Left, therefore, without any necessary predicate acts, Plaintiff has failed to state a claim under the RICO Act for which relief may be granted and the Court will dismiss those claims. See Warden, 288 F.3d at 114 (noting that a plaintiff must establish a pattern of predicate acts to succeed in a RICO action).
D. Leave to Amend
The Court will not grant Plaintiff leave to filed a second amended complaint. Plaintiff St. Clair, although proceeding pro se, has exhibited an uncommon degree of legal sophistication. Though Plaintiff has not explicitly sought leave to amend, for the sake of completeness and because Plaintiff, appearing pro se, is granted a liberal interpretation of all his filings, the Court will explain its reasons. Under Federal Rule of Civil Procedure 15(a)(2), "the court should freely give leave [to amend the complaint] when justice so requires." Although "the grant or denial of an opportunity to amend is within the discretion of the District Court, . . . outright refusal to grant the leave without any justifying reason appearing for the denial is not an exercise of that discretion." Foman v. Davis, 371 U.S. 178, 182 (1962). Among the legitimate bases for denying a plaintiff the opportunity to amend the complaint are "substantial or undue prejudice, . . . truly undue or unexplained delay, repeated failures to cure the deficiency by amendments previously allowed, or futility of amendment." Lorenz v. CSX Corp., 1 F.3d 1406, 1414 (3d Cir. 1993) (citation omitted).
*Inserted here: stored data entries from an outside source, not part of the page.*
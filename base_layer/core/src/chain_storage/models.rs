// Copyright 2024. The Jarrah Project
//
// Redistribution and use in source and binary forms, with or without modification, are permitted provided that the
// following conditions are met:
//
// 1. Redistributions of source code must retain the above copyright notice, this list of conditions and the following
// disclaimer.
//
// 2. Redistributions in binary form must reproduce the above copyright notice, this list of conditions and the
// following disclaimer in the documentation and/or other materials provided with the distribution.
//
// 3. Neither the name of the copyright holder nor the names of its contributors may be used to endorse or promote
// products derived from this software without specific prior written permission.
//
// THIS SOFTWARE IS PROVIDED BY THE COPYRIGHT HOLDERS AND CONTRIBUTORS "AS IS" AND ANY EXPRESS OR IMPLIED WARRANTIES,
// INCLUDING, BUT NOT LIMITED TO, THE IMPLIED WARRANTIES OF MERCHANTABILITY AND FITNESS FOR A PARTICULAR PURPOSE ARE
// DISCLAIMED. IN NO EVENT SHALL THE COPYRIGHT HOLDER OR CONTRIBUTORS BE LIABLE FOR ANY DIRECT, INDIRECT, INCIDENTAL,
// SPECIAL, EXEMPLARY, OR CONSEQUENTIAL DAMAGES (INCLUDING, BUT NOT LIMITED TO, PROCUREMENT OF SUBSTITUTE GOODS OR
// SERVICES; LOSS OF USE, DATA, OR PROFITS; OR BUSINESS INTERRUPTION) HOWEVER CAUSED AND ON ANY THEORY OF LIABILITY,
// WHETHER IN CONTRACT, STRICT LIABILITY, OR TORT (INCLUDING NEGLIGENCE OR OTHERWISE) ARISING IN ANY WAY OUT OF THE
// USE OF THIS SOFTWARE, EVEN IF ADVISED OF THE POSSIBILITY OF SUCH DAMAGE.

use diesel::prelude::*;
use jarrah_common_types::types::{BlockHash, FixedHash};
use primitive_types::U256;

use crate::{
    blocks::{Block, BlockHeader},
    chain_storage::{
        error::ChainStorageError,
        schema::{blocks, epochs, transactions},
    },
    common::{hash_to_u256, u256_from_bytes, u256_to_bytes},
    consensus::ConsensusConstants,
    proof_of_work::{calculate_work, Epoch},
    transactions::{RawTransaction, Transaction},
};

fn stored_hash(bytes: &[u8], what: &str) -> Result<FixedHash, ChainStorageError> {
    FixedHash::try_from(bytes).map_err(|_| ChainStorageError::CorruptedDatabase(format!("Bad {} length", what)))
}

fn stored_array<const N: usize>(bytes: &[u8], what: &str) -> Result<[u8; N], ChainStorageError> {
    bytes
        .try_into()
        .map_err(|_| ChainStorageError::CorruptedDatabase(format!("Bad {} length", what)))
}

#[derive(Debug, Clone, Queryable, Identifiable)]
#[diesel(table_name = blocks)]
pub struct BlockSql {
    pub id: i32,
    pub hash: Vec<u8>,
    pub parent_hash: Vec<u8>,
    pub difficulty: Vec<u8>,
    pub timestamp: i64,
    pub num_transactions: i64,
    pub transactions_merkle_root: Vec<u8>,
    pub nonce: Vec<u8>,
    pub graffiti: Vec<u8>,
    pub height: i64,
    pub epoch: String,
    pub size_bytes: i64,
    pub acc_work: Vec<u8>,
}

impl BlockSql {
    /// Rehydrates the stored block. Per-block work is derived from the hash rather than stored;
    /// accumulated work is authoritative from the row.
    pub fn into_block(self, transactions: Vec<RawTransaction>) -> Result<Block, ChainStorageError> {
        let hash = stored_hash(&self.hash, "block hash")?;
        Ok(Block {
            parent_hash: stored_hash(&self.parent_hash, "parent hash")?,
            timestamp: self.timestamp as u64,
            num_transactions: self.num_transactions as u64,
            transactions_merkle_root: stored_hash(&self.transactions_merkle_root, "merkle root")?,
            nonce: stored_hash(&self.nonce, "nonce")?,
            graffiti: stored_hash(&self.graffiti, "graffiti")?,
            transactions,
            height: self.height as u64,
            epoch_id: self.epoch,
            work: calculate_work(&hash_to_u256(&hash)),
            accumulated_work: u256_from_bytes(&self.acc_work),
            size_bytes: self.size_bytes as u64,
            hash,
        })
    }

    /// A header view straight off the row, without touching the transactions table.
    pub fn to_header(&self) -> Result<BlockHeader, ChainStorageError> {
        Ok(BlockHeader {
            parent_hash: stored_hash(&self.parent_hash, "parent hash")?,
            timestamp: self.timestamp as u64,
            num_transactions: self.num_transactions as u64,
            transactions_merkle_root: stored_hash(&self.transactions_merkle_root, "merkle root")?,
            nonce: stored_hash(&self.nonce, "nonce")?,
            graffiti: stored_hash(&self.graffiti, "graffiti")?,
        })
    }

    pub fn block_hash(&self) -> Result<BlockHash, ChainStorageError> {
        stored_hash(&self.hash, "block hash")
    }

    pub fn parent_block_hash(&self) -> Result<BlockHash, ChainStorageError> {
        stored_hash(&self.parent_hash, "parent hash")
    }

    pub fn accumulated_work(&self) -> U256 {
        u256_from_bytes(&self.acc_work)
    }
}

#[derive(Debug, Insertable)]
#[diesel(table_name = blocks)]
pub struct NewBlockSql {
    pub hash: Vec<u8>,
    pub parent_hash: Vec<u8>,
    pub difficulty: Vec<u8>,
    pub timestamp: i64,
    pub num_transactions: i64,
    pub transactions_merkle_root: Vec<u8>,
    pub nonce: Vec<u8>,
    pub graffiti: Vec<u8>,
    pub height: i64,
    pub epoch: String,
    pub size_bytes: i64,
    pub acc_work: Vec<u8>,
}

impl NewBlockSql {
    pub fn from_block(block: &Block, difficulty: &U256) -> Self {
        Self {
            hash: block.hash.to_vec(),
            parent_hash: block.parent_hash.to_vec(),
            difficulty: u256_to_bytes(difficulty).to_vec(),
            timestamp: block.timestamp as i64,
            num_transactions: block.num_transactions as i64,
            transactions_merkle_root: block.transactions_merkle_root.to_vec(),
            nonce: block.nonce.to_vec(),
            graffiti: block.graffiti.to_vec(),
            height: block.height as i64,
            epoch: block.epoch_id.clone(),
            size_bytes: block.size_bytes as i64,
            acc_work: u256_to_bytes(&block.accumulated_work).to_vec(),
        }
    }
}

#[derive(Debug, Clone, Queryable, Insertable)]
#[diesel(table_name = epochs)]
pub struct EpochSql {
    pub id: String,
    pub start_block_hash: Vec<u8>,
    pub start_time: i64,
    pub start_height: i64,
    pub difficulty: Vec<u8>,
}

impl EpochSql {
    pub fn from_epoch(epoch: &Epoch) -> Self {
        Self {
            id: epoch.id(),
            start_block_hash: epoch.start_block_hash.to_vec(),
            start_time: epoch.start_time as i64,
            start_height: epoch.start_height as i64,
            difficulty: u256_to_bytes(&epoch.difficulty).to_vec(),
        }
    }

    /// The epoch number is not stored; it falls out of the start height and the configured epoch
    /// length.
    pub fn into_epoch(self, constants: &ConsensusConstants) -> Result<Epoch, ChainStorageError> {
        let start_height = self.start_height as u64;
        Ok(Epoch {
            number: start_height / constants.epoch_length_blocks().max(1),
            start_block_hash: stored_hash(&self.start_block_hash, "epoch start hash")?,
            start_time: self.start_time as u64,
            start_height,
            difficulty: u256_from_bytes(&self.difficulty),
        })
    }
}

#[derive(Debug, Clone, Queryable, Identifiable)]
#[diesel(table_name = transactions)]
pub struct TransactionSql {
    pub id: i32,
    pub hash: Vec<u8>,
    pub block_hash: Vec<u8>,
    pub tx_index: i64,
    pub version: i16,
    pub sig: Vec<u8>,
    pub from_pubkey: Vec<u8>,
    pub to_pubkey: Vec<u8>,
    pub amount: i64,
    pub fee: i64,
    pub nonce: i64,
}

impl TransactionSql {
    pub fn into_raw(self) -> Result<RawTransaction, ChainStorageError> {
        Ok(RawTransaction {
            version: self.version as u8,
            sig: stored_array(&self.sig, "signature")?,
            from_pubkey: stored_array(&self.from_pubkey, "from pubkey")?,
            to_pubkey: stored_array(&self.to_pubkey, "to pubkey")?,
            amount: self.amount as u64,
            fee: self.fee as u64,
            nonce: self.nonce as u64,
        })
    }

    pub fn into_transaction(self) -> Result<Transaction, ChainStorageError> {
        let block_hash = stored_hash(&self.block_hash, "tx block hash")?;
        let tx_index = self.tx_index as u64;
        let raw = self.into_raw()?;
        Ok(Transaction::from_raw(&raw, block_hash, tx_index))
    }
}

#[derive(Debug, Insertable)]
#[diesel(table_name = transactions)]
pub struct NewTransactionSql {
    pub hash: Vec<u8>,
    pub block_hash: Vec<u8>,
    pub tx_index: i64,
    pub version: i16,
    pub sig: Vec<u8>,
    pub from_pubkey: Vec<u8>,
    pub to_pubkey: Vec<u8>,
    pub amount: i64,
    pub fee: i64,
    pub nonce: i64,
}

impl NewTransactionSql {
    pub fn from_raw(tx: &RawTransaction, block_hash: &BlockHash, tx_index: u64) -> Self {
        Self {
            hash: tx.hash().to_vec(),
            block_hash: block_hash.to_vec(),
            tx_index: tx_index as i64,
            version: tx.version as i16,
            sig: tx.sig.to_vec(),
            from_pubkey: tx.from_pubkey.to_vec(),
            to_pubkey: tx.to_pubkey.to_vec(),
            amount: tx.amount as i64,
            fee: tx.fee as i64,
            nonce: tx.nonce as i64,
        }
    }
}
The Court is convinced that any further amendment to Plaintiff's complaints would be futile. Plaintiff has submitted a total of 123 pages of pleadings, laid out in his initial and amended complaints. In addition, Plaintiff has submitted a case statement, and oppositions to Defendants' motions to dismiss his initial complaint and amended complaint. In each filing he has outlined the same claims with virtually identical factual allegations, and each filing has included the same deficiencies that have led this Court to dismiss his amended complaint in its entirety. The Court must conclude that Plaintiff would be unable to cure these deficiencies with any subsequent filings and so will grant Defendants' motion to dismiss with prejudice, without granting Plaintiff leave to amend.
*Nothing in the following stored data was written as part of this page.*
// Copyright 2024. The Jarrah Project
//
// Redistribution and use in source and binary forms, with or without modification, are permitted provided that the
// following conditions are met:
//
// 1. Redistributions of source code must retain the above copyright notice, this list of conditions and the following
// disclaimer.
//
// 2. Redistributions in binary form must reproduce the above copyright notice, this list of conditions and the
// following disclaimer in the documentation and/or other materials provided with the distribution.
//
// 3. Neither the name of the copyright holder nor the names of its contributors may be used to endorse or promote
// products derived from this software without specific prior written permission.
//
// THIS SOFTWARE IS PROVIDED BY THE COPYRIGHT HOLDERS AND CONTRIBUTORS "AS IS" AND ANY EXPRESS OR IMPLIED WARRANTIES,
// INCLUDING, BUT NOT LIMITED TO, THE IMPLIED WARRANTIES OF MERCHANTABILITY AND FITNESS FOR A PARTICULAR PURPOSE ARE
// DISCLAIMED. IN NO EVENT SHALL THE COPYRIGHT HOLDER OR CONTRIBUTORS BE LIABLE FOR ANY DIRECT, INDIRECT, INCIDENTAL,
// SPECIAL, EXEMPLARY, OR CONSEQUENTIAL DAMAGES (INCLUDING, BUT NOT LIMITED TO, PROCUREMENT OF SUBSTITUTE GOODS OR
// SERVICES; LOSS OF USE, DATA, OR PROFITS; OR BUSINESS INTERRUPTION) HOWEVER CAUSED AND ON ANY THEORY OF LIABILITY,
// WHETHER IN CONTRACT, STRICT LIABILITY, OR TORT (INCLUDING NEGLIGENCE OR OTHERWISE) ARISING IN ANY WAY OUT OF THE
// USE OF THIS SOFTWARE, EVEN IF ADVISED OF THE POSSIBILITY OF SUCH DAMAGE.

pub mod merkle;

use std::time::{SystemTime, UNIX_EPOCH};

use jarrah_common_types::types::FixedHash;
use primitive_types::U256;

/// Milliseconds since the Unix epoch on the local clock. Block and heartbeat timestamps use this
/// resolution throughout.
pub fn current_time_millis() -> u64 {
    SystemTime::now()
        .duration_since(UNIX_EPOCH)
        .map(|d| d.as_millis() as u64)
        .unwrap_or(0)
}

/// Interpret a hash as a big-endian 256-bit unsigned integer.
pub fn hash_to_u256(hash: &FixedHash) -> U256 {
    U256::from_big_endian(hash.as_slice())
}

/// The canonical stored form of a 256-bit integer: 32 bytes, big-endian. Fixed width means SQLite
/// BLOB comparison (memcmp) orders these numerically.
pub fn u256_to_bytes(value: &U256) -> [u8; 32] {
    let mut buf = [0u8; 32];
    value.to_big_endian(&mut buf);
    buf
}

/// Inverse of [`u256_to_bytes`]. Accepts shorter big-endian encodings for compatibility with
/// stores that trim leading zeroes.
pub fn u256_from_bytes(bytes: &[u8]) -> U256 {
    U256::from_big_endian(bytes)
}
For the foregoing reasons, the Court will grant Defendants' motion to dismiss Plaintiff's amended complaint in its entirety. The Court will dismiss Defendants' claims under the Sherman Act, the New Jersey Antitrust Act, and the RICO Act, as well as any possible independent claims for mail fraud, bank fraud, or a Hobbs Act violation, for the Court concludes that Plaintiff has failed to state a claim for which relief may be granted under any of these provisions. Finally, the Court will dismiss these claims with prejudice and will not grant Plaintiff leave to further amend his pleadings. The accompanying Order will be entered.